# The Carousel of the booting process



## vince66 (Sep 7, 2018)

Hello guys,

it seems to me to be on a carousel.

Some weeks ago I posted the problem about the booting of a PC from a USB stick (where I had previously installed the vs. 11.1).
Some of you wrote me advise me to take into account that the hardware could have be a little bit old.

Today I'm trying to install the FreeBSD on a *FUJITSU Esprimo *from my bootable DVD, where I have the FreeBSD-11.1-RELEASE-amd64-dvd1.iso.


Conclusion:

The installation process doesn't start from DVD drive ... It is very instable ...  the monitor is black and the DVD turns !!!
 I need to shutdown and restart the PC more than one time before the installation can starts!!!

I've checked this beahviour on 10 PCs : 10  *FUJITSU Esprimo.*

THE QUESTION:

Maybe is the hardware too new this time ????

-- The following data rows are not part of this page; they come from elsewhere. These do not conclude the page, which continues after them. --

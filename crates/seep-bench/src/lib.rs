//! Benchmark profiles for the Seep fluid automaton.
//!
//! Provides pre-built worlds for benchmarking and examples:
//!
//! - [`reference_profile`]: the default 45x30 window
//! - [`stress_profile`]: 450x300 (135K cells)
//! - [`scenery`]: deterministic basins, liquid and gas via seed

#![forbid(unsafe_code)]
#![deny(rustdoc::broken_intra_doc_links)]

use rand::{Rng, SeedableRng};
use rand_chacha::ChaCha8Rng;
use seep_core::{CellKind, Edit};
use seep_engine::{ConfigError, Simulation, WorldConfig};

/// Columns between basin walls.
pub const BASIN_WIDTH: u32 = 9;

/// Default 45x30 window config.
pub fn reference_config() -> WorldConfig {
    WorldConfig::default()
}

/// 450x300 config, ten times the window in each direction.
pub fn stress_config() -> WorldConfig {
    WorldConfig {
        rows: 300,
        cols: 450,
        max_pending_edits: 300 * 450,
        ..WorldConfig::default()
    }
}

/// Edits that build a scene on a `rows × cols` grid.
///
/// A solid floor, basin walls every [`BASIN_WIDTH`] columns over the lower
/// half, liquid scattered through the top third and gas pockets in the
/// lower half. The same seed always yields the same edits.
pub fn scenery(rows: u32, cols: u32, seed: u64) -> Vec<Edit> {
    let mut rng = ChaCha8Rng::seed_from_u64(seed);
    let mut edits = Vec::new();
    let (rows, cols) = (rows as i32, cols as i32);
    for r in 0..rows {
        for c in 0..cols {
            let floor = r == rows - 1;
            let wall = r >= rows / 2 && c % BASIN_WIDTH as i32 == 0;
            if floor || wall {
                edits.push(Edit::paint(r, c, CellKind::Solid));
            } else if r < rows / 3 && rng.gen_bool(0.3) {
                edits.push(Edit::paint(r, c, CellKind::Liquid));
            } else if r > rows / 2 && rng.gen_bool(0.05) {
                edits.push(Edit::paint(r, c, CellKind::Gas));
            }
        }
    }
    edits
}

fn build(config: WorldConfig, seed: u64) -> Result<Simulation, ConfigError> {
    let (rows, cols) = (config.rows, config.cols);
    let mut world = Simulation::new(config)?;
    world.step_sync(scenery(rows, cols, seed));
    Ok(world)
}

/// A world on the reference config with [`scenery`] applied (tick 1).
pub fn reference_profile(seed: u64) -> Result<Simulation, ConfigError> {
    build(reference_config(), seed)
}

/// A world on the stress config with [`scenery`] applied (tick 1).
pub fn stress_profile(seed: u64) -> Result<Simulation, ConfigError> {
    build(stress_config(), seed)
}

It's no possible !!! What happen guys ?

Please, can you tell me where find the hardware configurations corresponding to the FreeBSD  Installers that are on the FreeBSD Project site ?

Thanks very much.


----------



## Martin Paredes (Sep 11, 2018)

If your PC is new hardwere, it is a UEFI system, it may help read the information for booting FreeBSD under UEFI


----------



## jrm@ (Sep 11, 2018)

Fyi, 11.1, will be end-of-life on September 30th, 2018.  https://www.freebsd.org/security/.


----------